Saved entries
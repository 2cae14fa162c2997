//! Adapters between `image` crate buffers and the registration views.

use wsireg_core::{Image, ImageView, Mask};

/// Borrow an `image::RgbImage` as a 3-channel view.
pub fn rgb_view(img: &::image::RgbImage) -> ImageView<'_> {
    ImageView {
        width: img.width() as usize,
        height: img.height() as usize,
        channels: 3,
        data: img.as_raw(),
    }
}

/// Borrow an `image::GrayImage` as a 1-channel view.
pub fn gray_view(img: &::image::GrayImage) -> ImageView<'_> {
    ImageView {
        width: img.width() as usize,
        height: img.height() as usize,
        channels: 1,
        data: img.as_raw(),
    }
}

/// Non-zero pixels of a grayscale mask image are foreground.
pub fn mask_from_gray(img: &::image::GrayImage) -> Mask {
    Mask::from_image(&gray_view(img))
}

/// Copy an owned 3-channel image into an `image::RgbImage`, e.g. to save a
/// warped slide.
pub fn to_rgb_image(img: &Image) -> Option<::image::RgbImage> {
    if img.channels != 3 {
        return None;
    }
    ::image::RgbImage::from_raw(img.width as u32, img.height as u32, img.data.clone())
}
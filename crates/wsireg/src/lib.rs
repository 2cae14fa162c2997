//! Whole-slide image registration.
//!
//! [`Registrar`] estimates one global affine transform mapping a moving slide
//! onto a fixed slide:
//!
//! 1. optional mask-based prealignment (centroid translation + exhaustive
//!    rotation search scored by Dice overlap) on histogram-matched grayscale
//!    copies;
//! 2. a single forward pass of a frozen convolutional backbone over the
//!    (fixed, prealigned moving) pair;
//! 3. coarse-to-fine feature matching;
//! 4. robust affine fitting of the correspondences.
//!
//! The final transform is the refinement composed with the prealignment.
//!
//! ## Quickstart
//!
//! ```no_run
//! use std::sync::Arc;
//! use wsireg::features::ConvBackbone;
//! use wsireg::{Registrar, RegistrationParams};
//!
//! # fn main() -> Result<(), Box<dyn std::error::Error>> {
//! let backbone = Arc::new(ConvBackbone::load_json("backbone.json")?);
//! let registrar = Registrar::new(backbone, RegistrationParams::default());
//!
//! let fixed = image::open("fixed.png")?.to_rgb8();
//! let moving = image::open("moving.png")?.to_rgb8();
//! let registration = registrar.register(
//!     &wsireg::interop::rgb_view(&fixed),
//!     &wsireg::interop::rgb_view(&moving),
//!     None,
//!     None,
//! )?;
//! println!("{:?}", registration.transform.to_array());
//! # Ok(())
//! # }
//! ```
//!
//! ## API map
//! - `wsireg::core`: images, masks, affine transforms, warping, robust fitting.
//! - `wsireg::prealign`: histogram matching, Dice, rotation search.
//! - `wsireg::features`: backbone trait, feature pyramids, matcher.
//! - `wsireg::interop` (feature `image`): views over `image` crate buffers.

pub use wsireg_core as core;
pub use wsireg_features as features;
pub use wsireg_prealign as prealign;

pub use wsireg_core::{AffineTransform, Image, ImageView, Mask, RegistrationError};

mod io;
mod params;
mod registrar;

pub use io::{ConfigIoError, RegistrationConfig, RegistrationReport};
pub use params::RegistrationParams;
pub use registrar::{Registrar, Registration};

#[cfg(feature = "image")]
pub mod interop;
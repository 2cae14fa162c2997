use nalgebra::Point2;
use wsireg_core::{AffineTransform, Mask, RegistrationError, Result};

/// Dice overlap `2|A ∩ B| / (|A| + |B|)` of two same-shaped masks.
///
/// Two empty masks are identical and score 1.
pub fn dice_coefficient(a: &Mask, b: &Mask) -> Result<f64> {
    if a.shape() != b.shape() {
        return Err(RegistrationError::ShapeMismatch {
            what: "dice masks",
            expected: a.shape(),
            actual: b.shape(),
        });
    }
    let (mut inter, mut na, mut nb) = (0usize, 0usize, 0usize);
    for (&va, &vb) in a.data.iter().zip(&b.data) {
        na += va as usize;
        nb += vb as usize;
        inter += (va && vb) as usize;
    }
    if na + nb == 0 {
        return Ok(1.0);
    }
    Ok(2.0 * inter as f64 / (na + nb) as f64)
}

/// Warp `moving` into an `out_w x out_h` frame with nearest-neighbour lookup;
/// pixels mapping outside `moving` are background.
pub fn warp_mask_nearest(
    moving: &Mask,
    moving_to_fixed: &AffineTransform,
    out_w: usize,
    out_h: usize,
) -> Result<Mask> {
    let inv = moving_to_fixed.inverse().ok_or_else(|| {
        RegistrationError::invalid_parameter("transform", "linear part is not invertible")
    })?;
    let (w, h) = (moving.width as f64, moving.height as f64);
    Ok(Mask::from_fn(out_w, out_h, |x, y| {
        let p = inv.apply(Point2::new(x as f64, y as f64));
        let (sx, sy) = (p.x.round(), p.y.round());
        sx >= 0.0 && sy >= 0.0 && sx < w && sy < h && moving.get(sx as usize, sy as usize)
    }))
}

/// Dice overlap of `fixed` and `moving` warped into the fixed frame.
pub fn dice_under_transform(
    fixed: &Mask,
    moving: &Mask,
    moving_to_fixed: &AffineTransform,
) -> Result<f64> {
    let warped = warp_mask_nearest(moving, moving_to_fixed, fixed.width, fixed.height)?;
    dice_coefficient(fixed, &warped)
}
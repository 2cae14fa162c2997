use crate::{sample_bilinear_u8, Image, ImageView, RegistrationError, Result};
use nalgebra::{Matrix2, Matrix3, Point2, Vector3};
use serde::{Deserialize, Serialize};

const BOTTOM_ROW_TOL: f64 = 1e-12;

/// 2D affine transform stored as a 3x3 homogeneous matrix.
///
/// Maps moving-image coordinates onto fixed-image coordinates. The bottom row
/// is exactly `(0, 0, 1)` for every value of this type.
#[derive(Clone, Copy, Debug, PartialEq, Serialize, Deserialize)]
#[serde(try_from = "[[f64; 3]; 3]", into = "[[f64; 3]; 3]")]
pub struct AffineTransform {
    m: Matrix3<f64>,
}

impl AffineTransform {
    pub fn identity() -> Self {
        Self {
            m: Matrix3::identity(),
        }
    }

    /// Build from the top two rows `[[a, b, tx], [c, d, ty]]`.
    pub fn from_rows(rows: [[f64; 3]; 2]) -> Self {
        let [[a, b, tx], [c, d, ty]] = rows;
        Self {
            m: Matrix3::new(a, b, tx, c, d, ty, 0.0, 0.0, 1.0),
        }
    }

    /// Accept a full 3x3 matrix only if its bottom row is `(0, 0, 1)`.
    pub fn try_from_matrix(m: Matrix3<f64>) -> Result<Self> {
        let row_ok = m[(2, 0)].abs() <= BOTTOM_ROW_TOL
            && m[(2, 1)].abs() <= BOTTOM_ROW_TOL
            && (m[(2, 2)] - 1.0).abs() <= BOTTOM_ROW_TOL;
        if !row_ok {
            return Err(RegistrationError::invalid_parameter(
                "transform",
                format!(
                    "bottom row must be (0, 0, 1), got ({}, {}, {})",
                    m[(2, 0)],
                    m[(2, 1)],
                    m[(2, 2)]
                ),
            ));
        }
        let mut m = m;
        m[(2, 0)] = 0.0;
        m[(2, 1)] = 0.0;
        m[(2, 2)] = 1.0;
        Ok(Self { m })
    }

    pub fn translation(tx: f64, ty: f64) -> Self {
        Self::from_rows([[1.0, 0.0, tx], [0.0, 1.0, ty]])
    }

    /// Counter-clockwise rotation (in the x-right, y-down pixel frame: the
    /// matrix `[[c, -s], [s, c]]`) about `centre`.
    pub fn rotation_about(angle_rad: f64, centre: Point2<f64>) -> Self {
        let (s, c) = angle_rad.sin_cos();
        let to_origin = Self::translation(-centre.x, -centre.y);
        let rot = Self::from_rows([[c, -s, 0.0], [s, c, 0.0]]);
        let back = Self::translation(centre.x, centre.y);
        back.compose(&rot).compose(&to_origin)
    }

    #[inline]
    pub fn matrix(&self) -> &Matrix3<f64> {
        &self.m
    }

    #[inline]
    pub fn linear(&self) -> Matrix2<f64> {
        self.m.fixed_view::<2, 2>(0, 0).into_owned()
    }

    pub fn to_array(&self) -> [[f64; 3]; 3] {
        [
            [self.m[(0, 0)], self.m[(0, 1)], self.m[(0, 2)]],
            [self.m[(1, 0)], self.m[(1, 1)], self.m[(1, 2)]],
            [0.0, 0.0, 1.0],
        ]
    }

    /// `self ∘ first`: apply `first`, then `self`.
    pub fn compose(&self, first: &AffineTransform) -> Self {
        let mut m = self.m * first.m;
        m[(2, 0)] = 0.0;
        m[(2, 1)] = 0.0;
        m[(2, 2)] = 1.0;
        Self { m }
    }

    #[inline]
    pub fn apply(&self, p: Point2<f64>) -> Point2<f64> {
        let v = self.m * Vector3::new(p.x, p.y, 1.0);
        Point2::new(v[0], v[1])
    }

    /// Determinant of the 2x2 linear part.
    pub fn determinant(&self) -> f64 {
        self.linear().determinant()
    }

    pub fn inverse(&self) -> Option<Self> {
        if self.determinant().abs() < 1e-12 {
            return None;
        }
        let inv = self.m.try_inverse()?;
        Self::try_from_matrix(inv).ok()
    }

    /// Largest absolute element-wise difference between two transforms.
    pub fn max_abs_diff(&self, other: &AffineTransform) -> f64 {
        (self.m - other.m).abs().max()
    }
}

impl Default for AffineTransform {
    fn default() -> Self {
        Self::identity()
    }
}

impl TryFrom<[[f64; 3]; 3]> for AffineTransform {
    type Error = RegistrationError;

    fn try_from(rows: [[f64; 3]; 3]) -> Result<Self> {
        Self::try_from_matrix(Matrix3::from_row_slice(&[
            rows[0][0], rows[0][1], rows[0][2], rows[1][0], rows[1][1], rows[1][2], rows[2][0],
            rows[2][1], rows[2][2],
        ]))
    }
}

impl From<AffineTransform> for [[f64; 3]; 3] {
    fn from(t: AffineTransform) -> Self {
        t.to_array()
    }
}

/// Resample `src` into an `out_w x out_h` frame: every output pixel `p` reads
/// `src` at `moving_to_fixed^-1 (p)` with bilinear interpolation, zero outside.
pub fn warp_affine(
    src: &ImageView<'_>,
    moving_to_fixed: &AffineTransform,
    out_w: usize,
    out_h: usize,
) -> Result<Image> {
    let inv = moving_to_fixed.inverse().ok_or_else(|| {
        RegistrationError::invalid_parameter("transform", "linear part is not invertible")
    })?;
    let channels = src.channels;
    let mut out = vec![0u8; out_w * out_h * channels];

    for y in 0..out_h {
        for x in 0..out_w {
            let ps = inv.apply(Point2::new(x as f64, y as f64));
            let base = (y * out_w + x) * channels;
            for c in 0..channels {
                out[base + c] = sample_bilinear_u8(src, ps.x as f32, ps.y as f32, c);
            }
        }
    }

    Ok(Image {
        width: out_w,
        height: out_h,
        channels,
        data: out,
    })
}

#[cfg(test)]
mod tests {
    use super::*;
    use approx::assert_relative_eq;

    #[test]
    fn bottom_row_is_fixed() {
        let t = AffineTransform::rotation_about(0.3, Point2::new(10.0, -4.0))
            .compose(&AffineTransform::translation(3.0, 7.0));
        assert_eq!(t.to_array()[2], [0.0, 0.0, 1.0]);
        let inv = t.inverse().expect("invertible");
        assert_eq!(inv.matrix()[(2, 0)], 0.0);
        assert_eq!(inv.matrix()[(2, 1)], 0.0);
        assert_eq!(inv.matrix()[(2, 2)], 1.0);
    }

    #[test]
    fn rejects_projective_rows() {
        assert!(AffineTransform::try_from([[1.0, 0.0, 0.0], [0.0, 1.0, 0.0], [0.1, 0.0, 1.0]])
            .is_err());
    }

    #[test]
    fn rotation_keeps_centre_fixed() {
        let c = Point2::new(12.5, 30.0);
        let t = AffineTransform::rotation_about(std::f64::consts::FRAC_PI_2, c);
        let q = t.apply(c);
        assert_relative_eq!(q.x, c.x, epsilon = 1e-9);
        assert_relative_eq!(q.y, c.y, epsilon = 1e-9);
        let p = t.apply(Point2::new(c.x + 1.0, c.y));
        assert_relative_eq!(p.x, c.x, epsilon = 1e-9);
        assert_relative_eq!(p.y, c.y + 1.0, epsilon = 1e-9);
    }

    #[test]
    fn compose_applies_right_operand_first() {
        let shift = AffineTransform::translation(5.0, 0.0);
        let scale = AffineTransform::from_rows([[2.0, 0.0, 0.0], [0.0, 2.0, 0.0]]);
        let p = scale.compose(&shift).apply(Point2::new(1.0, 1.0));
        assert_relative_eq!(p.x, 12.0);
        assert_relative_eq!(p.y, 2.0);
    }

    #[test]
    fn serde_uses_row_arrays() {
        let t = AffineTransform::from_rows([[1.0, 2.0, 3.0], [4.0, 5.0, 6.0]]);
        let json = serde_json::to_string(&t).unwrap();
        assert_eq!(json, "[[1.0,2.0,3.0],[4.0,5.0,6.0],[0.0,0.0,1.0]]");
        let back: AffineTransform = serde_json::from_str(&json).unwrap();
        assert_eq!(back, t);
        assert!(serde_json::from_str::<AffineTransform>("[[1,0,0],[0,1,0],[0,0,2]]").is_err());
    }

    #[test]
    fn integer_translation_warp_is_exact() {
        let src = Image::from_fn(6, 5, 3, |x, y, c| (x * 30 + y * 7 + c) as u8);
        let out = warp_affine(&src.view(), &AffineTransform::translation(2.0, 1.0), 6, 5).unwrap();
        let v = out.view();
        assert_eq!(v.get(3, 2, 1), src.view().get(1, 1, 1));
        assert_eq!(v.get(0, 0, 0), 0);
        assert_eq!(v.get(5, 4, 2), src.view().get(3, 3, 2));
    }
}
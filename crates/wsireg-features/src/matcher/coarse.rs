use super::descriptors::{cosine, Descriptors};
use super::params::MatchParams;

/// Correspondence between two cells of the same stage.
#[derive(Clone, Copy, Debug, PartialEq)]
pub(crate) struct CellMatch {
    pub fixed: (usize, usize),
    pub moving: (usize, usize),
    pub similarity: f32,
}

#[inline]
fn chebyshev(a: (usize, usize), b: (usize, usize)) -> usize {
    a.0.abs_diff(b.0).max(a.1.abs_diff(b.1))
}

/// All-to-all search on the coarsest stage.
///
/// Returned matches are sorted by decreasing margin and capped at
/// `max_coarse_matches`.
pub(crate) fn coarse_matches(
    fixed: &Descriptors,
    moving: &Descriptors,
    params: &MatchParams,
) -> Vec<CellMatch> {
    let n_moving = moving.len();
    if fixed.len() == 0 || n_moving == 0 {
        return Vec::new();
    }

    let mut scores = vec![0.0f32; n_moving];
    let mut col_best = vec![(f32::NEG_INFINITY, usize::MAX); n_moving];
    // (fixed idx, moving idx, similarity, margin)
    let mut candidates: Vec<(usize, usize, f32, f32)> = Vec::new();

    for fi in 0..fixed.len() {
        let f = fixed.cell(fi);
        let mut best = (f32::NEG_INFINITY, 0usize);
        for (mi, score) in scores.iter_mut().enumerate() {
            let s = cosine(f, moving.cell(mi));
            *score = s;
            if s > best.0 {
                best = (s, mi);
            }
            if s > col_best[mi].0 {
                col_best[mi] = (s, fi);
            }
        }

        let (best_score, best_mi) = best;
        if best_score < params.min_similarity {
            continue;
        }
        let best_cell = (best_mi / moving.width, best_mi % moving.width);
        let runner_up = scores
            .iter()
            .enumerate()
            .filter(|&(mi, _)| {
                chebyshev((mi / moving.width, mi % moving.width), best_cell)
                    > params.exclusion_radius
            })
            .map(|(_, &s)| s)
            .fold(-1.0f32, f32::max);
        let margin = best_score - runner_up;
        if margin < params.min_margin {
            continue;
        }
        candidates.push((fi, best_mi, best_score, margin));
    }

    if params.mutual_check {
        candidates.retain(|&(fi, mi, _, _)| col_best[mi].1 == fi);
    }
    candidates.sort_by(|a, b| b.3.total_cmp(&a.3));
    if let Some(cap) = params.max_coarse_matches {
        candidates.truncate(cap);
    }

    log::debug!(
        "coarse search: {} of {} fixed cells matched",
        candidates.len(),
        fixed.len()
    );

    candidates
        .into_iter()
        .map(|(fi, mi, similarity, _)| CellMatch {
            fixed: (fi / fixed.width, fi % fixed.width),
            moving: (mi / moving.width, mi % moving.width),
            similarity,
        })
        .collect()
}
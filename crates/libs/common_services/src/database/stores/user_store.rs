use crate::database::DbError;
use crate::database::app_user::{User, UserRole};
use chrono::{DateTime, Utc};
use sqlx::{Executor, Sqlite};

pub struct UserStore;

impl UserStore {
    /// Inserts or refreshes the local mirror of an identity-provider user.
    pub async fn upsert(
        executor: impl Executor<'_, Database = Sqlite>,
        user_id: i64,
        email: &str,
        name: &str,
        role: UserRole,
        now: DateTime<Utc>,
    ) -> Result<User, DbError> {
        Ok(sqlx::query_as::<_, User>(
            r"
            INSERT INTO app_user (id, email, name, role, created_at, updated_at)
            VALUES (?1, ?2, ?3, ?4, ?5, ?5)
            ON CONFLICT (id) DO UPDATE SET
                email = excluded.email,
                name = excluded.name,
                role = excluded.role,
                updated_at = excluded.updated_at
            RETURNING *
            ",
        )
        .bind(user_id)
        .bind(email)
        .bind(name)
        .bind(role)
        .bind(now)
        .fetch_one(executor)
        .await?)
    }

    pub async fn find_by_id(
        executor: impl Executor<'_, Database = Sqlite>,
        user_id: i64,
    ) -> Result<Option<User>, DbError> {
        Ok(
            sqlx::query_as::<_, User>("SELECT * FROM app_user WHERE id = ?1")
                .bind(user_id)
                .fetch_optional(executor)
                .await?,
        )
    }

    pub async fn find_by_email(
        executor: impl Executor<'_, Database = Sqlite>,
        email: &str,
    ) -> Result<Option<User>, DbError> {
        Ok(
            sqlx::query_as::<_, User>("SELECT * FROM app_user WHERE email = ?1 COLLATE NOCASE")
                .bind(email)
                .fetch_optional(executor)
                .await?,
        )
    }
}
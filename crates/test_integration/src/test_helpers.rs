use crate::runner::context::test_context::TestContext;
use crate::test_constants::{
    ADMIN_EMAIL, ADMIN_ID, ADMIN_NAME, GUEST_EMAIL, GUEST_ID, GUEST_NAME, OWNER_EMAIL, OWNER_ID,
    OWNER_NAME,
};
use chrono::Utc;
use color_eyre::Result;
use color_eyre::eyre::eyre;
use common_services::api::auth::interfaces::AuthClaims;
use common_services::database::app_user::UserRole;
use image::{DynamicImage, ImageFormat, Rgb, RgbImage};
use jsonwebtoken::{EncodingKey, Header, encode};
use reqwest::StatusCode;
use reqwest::multipart::{Form, Part};
use serde_json::{Value, json};
use std::io::Cursor;

/// Mints a bearer token the way the identity provider would.
pub fn token_for(
    context: &TestContext,
    id: i64,
    email: &str,
    name: &str,
    role: UserRole,
) -> Result<String> {
    let claims = AuthClaims {
        sub: id,
        exp: Utc::now().timestamp() + 3600,
        email: email.to_owned(),
        name: name.to_owned(),
        role,
    };
    Ok(encode(
        &Header::default(),
        &claims,
        &EncodingKey::from_secret(context.settings.secrets.jwt.as_bytes()),
    )?)
}

pub fn owner_token(context: &TestContext) -> Result<String> {
    token_for(context, OWNER_ID, OWNER_EMAIL, OWNER_NAME, UserRole::User)
}

pub fn guest_token(context: &TestContext) -> Result<String> {
    token_for(context, GUEST_ID, GUEST_EMAIL, GUEST_NAME, UserRole::User)
}

pub fn admin_token(context: &TestContext) -> Result<String> {
    token_for(context, ADMIN_ID, ADMIN_EMAIL, ADMIN_NAME, UserRole::Admin)
}

/// Creates an album and checks the response status.
pub async fn create_album(context: &TestContext, token: &str, payload: Value) -> Result<Value> {
    let response = context
        .http_client
        .post(context.url("/albums"))
        .bearer_auth(token)
        .json(&payload)
        .send()
        .await?;
    if response.status() != StatusCode::CREATED {
        return Err(eyre!(
            "Album creation failed with {}: {}",
            response.status(),
            response.text().await?
        ));
    }
    Ok(response.json().await?)
}

/// Creates an active album that accepts uploads.
pub async fn create_active_album(
    context: &TestContext,
    token: &str,
    payload: Value,
) -> Result<Value> {
    let mut payload = payload;
    payload["status"] = json!("active");
    create_album(context, token, payload).await
}

pub fn album_id(album: &Value) -> Result<String> {
    string_field(album, "id")
}

pub fn string_field(value: &Value, field: &str) -> Result<String> {
    value[field]
        .as_str()
        .map(ToOwned::to_owned)
        .ok_or_else(|| eyre!("Missing string field '{field}' in {value}"))
}

/// Encodes a solid-colour PNG.
pub fn png_bytes(width: u32, height: u32) -> Result<Vec<u8>> {
    let image = DynamicImage::ImageRgb8(RgbImage::from_pixel(width, height, Rgb([40, 120, 200])));
    let mut buffer = Cursor::new(Vec::new());
    image.write_to(&mut buffer, ImageFormat::Png)?;
    Ok(buffer.into_inner())
}

/// Sends a guest upload form. `token` is optional, guests upload anonymously.
pub async fn upload_file(
    context: &TestContext,
    access_code: &str,
    filename: &str,
    data: Vec<u8>,
    token: Option<&str>,
    uploader_email: &str,
) -> Result<reqwest::Response> {
    let form = Form::new()
        .part("file", Part::bytes(data).file_name(filename.to_owned()))
        .text("uploader_name", "Integration Guest")
        .text("uploader_email", uploader_email.to_owned())
        .text("caption", "From the dance floor");

    let mut request = context
        .http_client
        .post(context.url(&format!("/upload/{access_code}")))
        .multipart(form);
    if let Some(token) = token {
        request = request.bearer_auth(token);
    }
    Ok(request.send().await?)
}

/// Uploads a small PNG and returns the receipt's upload object.
pub async fn upload_png(
    context: &TestContext,
    access_code: &str,
    token: Option<&str>,
) -> Result<Value> {
    let response = upload_file(
        context,
        access_code,
        "party.png",
        png_bytes(64, 32)?,
        token,
        "",
    )
    .await?;
    if response.status() != StatusCode::CREATED {
        return Err(eyre!(
            "Upload failed with {}: {}",
            response.status(),
            response.text().await?
        ));
    }
    let receipt: Value = response.json().await?;
    Ok(receipt["upload"].clone())
}
pub mod context_utils;
pub mod test_context;
use crate::api_state::ApiContext;
use crate::create_router;
use app_state::AppSettings;
use axum::Router;
use axum::routing::get_service;
use color_eyre::Result;
use color_eyre::eyre::eyre;
use common_services::api::notification::email::EmailDispatcher;
use common_services::blob_store::LocalBlobStore;
use common_services::email_transport::build_email_transport;
use http::{HeaderValue, header};
use sqlx::SqlitePool;
use std::iter::once;
use std::net::SocketAddr;
use std::sync::Arc;
use tokio::net::TcpListener;
use tower_http::compression::CompressionLayer;
use tower_http::cors;
use tower_http::cors::CorsLayer;
use tower_http::sensitive_headers::SetSensitiveRequestHeadersLayer;
use tower_http::services::ServeDir;
use tower_http::set_header::SetResponseHeaderLayer;
use tower_http::trace::TraceLayer;
use tracing::{error, info};

/// Builds the shared state: blob store, email transport and dispatcher.
pub fn build_context(pool: SqlitePool, settings: AppSettings) -> Result<ApiContext> {
    let transport = build_email_transport(&settings.notifications)?;
    let mailer = EmailDispatcher::new(transport, &settings.notifications);
    Ok(ApiContext {
        pool,
        blobs: Arc::new(LocalBlobStore::new(&settings.storage.media_root)),
        settings,
        mailer,
    })
}

/// The full application: routes, `/media` static files and the HTTP layers.
pub fn build_app(context: ApiContext) -> Result<Router> {
    // --- CORS Configuration ---
    let allowed_origins: Vec<HeaderValue> = context
        .settings
        .api
        .allowed_origins
        .iter()
        .filter_map(|s| match s.parse() {
            Ok(hv) => Some(hv),
            Err(e) => {
                error!("Invalid CORS origin configured: {} - Error: {}", s, e);
                None
            }
        })
        .collect();

    let cors = CorsLayer::new()
        .allow_methods(cors::Any)
        .allow_origin(allowed_origins)
        .allow_headers([
            header::AUTHORIZATION,
            header::CONTENT_TYPE,
            header::ACCEPT,
            header::ORIGIN,
            header::USER_AGENT,
            header::CACHE_CONTROL,
            header::PRAGMA,
        ]);

    // Blob keys are never reused, so media can be cached for good.
    let serve_dir = ServeDir::new(&context.settings.storage.media_root);
    let cache_layer = SetResponseHeaderLayer::if_not_present(
        header::CACHE_CONTROL,
        HeaderValue::from_static("public, max-age=31536000, immutable"),
    );

    let app = create_router(context)?
        .layer(TraceLayer::new_for_http().on_request(()))
        .layer(cors)
        .layer(CompressionLayer::new())
        .layer(SetSensitiveRequestHeadersLayer::new(once(
            header::AUTHORIZATION,
        )))
        .nest_service("/media", get_service(serve_dir).layer(cache_layer));
    Ok(app)
}

/// Binds the configured address and serves until the process is stopped.
pub async fn serve(pool: SqlitePool, settings: AppSettings) -> Result<()> {
    let addr: SocketAddr = format!("{}:{}", settings.api.host, settings.api.port)
        .parse()
        .map_err(|e| eyre!("Invalid address: {}", e))?;
    let listener = TcpListener::bind(addr).await?;
    serve_with_listener(listener, pool, settings).await
}

/// Serves on an already bound listener.
pub async fn serve_with_listener(
    listener: TcpListener,
    pool: SqlitePool,
    settings: AppSettings,
) -> Result<()> {
    info!("🚀 Initializing server...");
    tokio::fs::create_dir_all(&settings.storage.media_root).await?;
    let app = build_app(build_context(pool, settings)?)?;

    info!("📸 Server listening on http://{}", listener.local_addr()?);
    axum::serve(
        listener,
        app.into_make_service_with_connect_info::<SocketAddr>(),
    )
    .await?;
    Ok(())
}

Task goal – The string "Serialize" marks the lines to copy; report each of them from the data above.

Output of the exercise –
use serde::{Deserialize, Serialize};
#[derive(Clone, Copy, Debug, PartialEq, Serialize, Deserialize)]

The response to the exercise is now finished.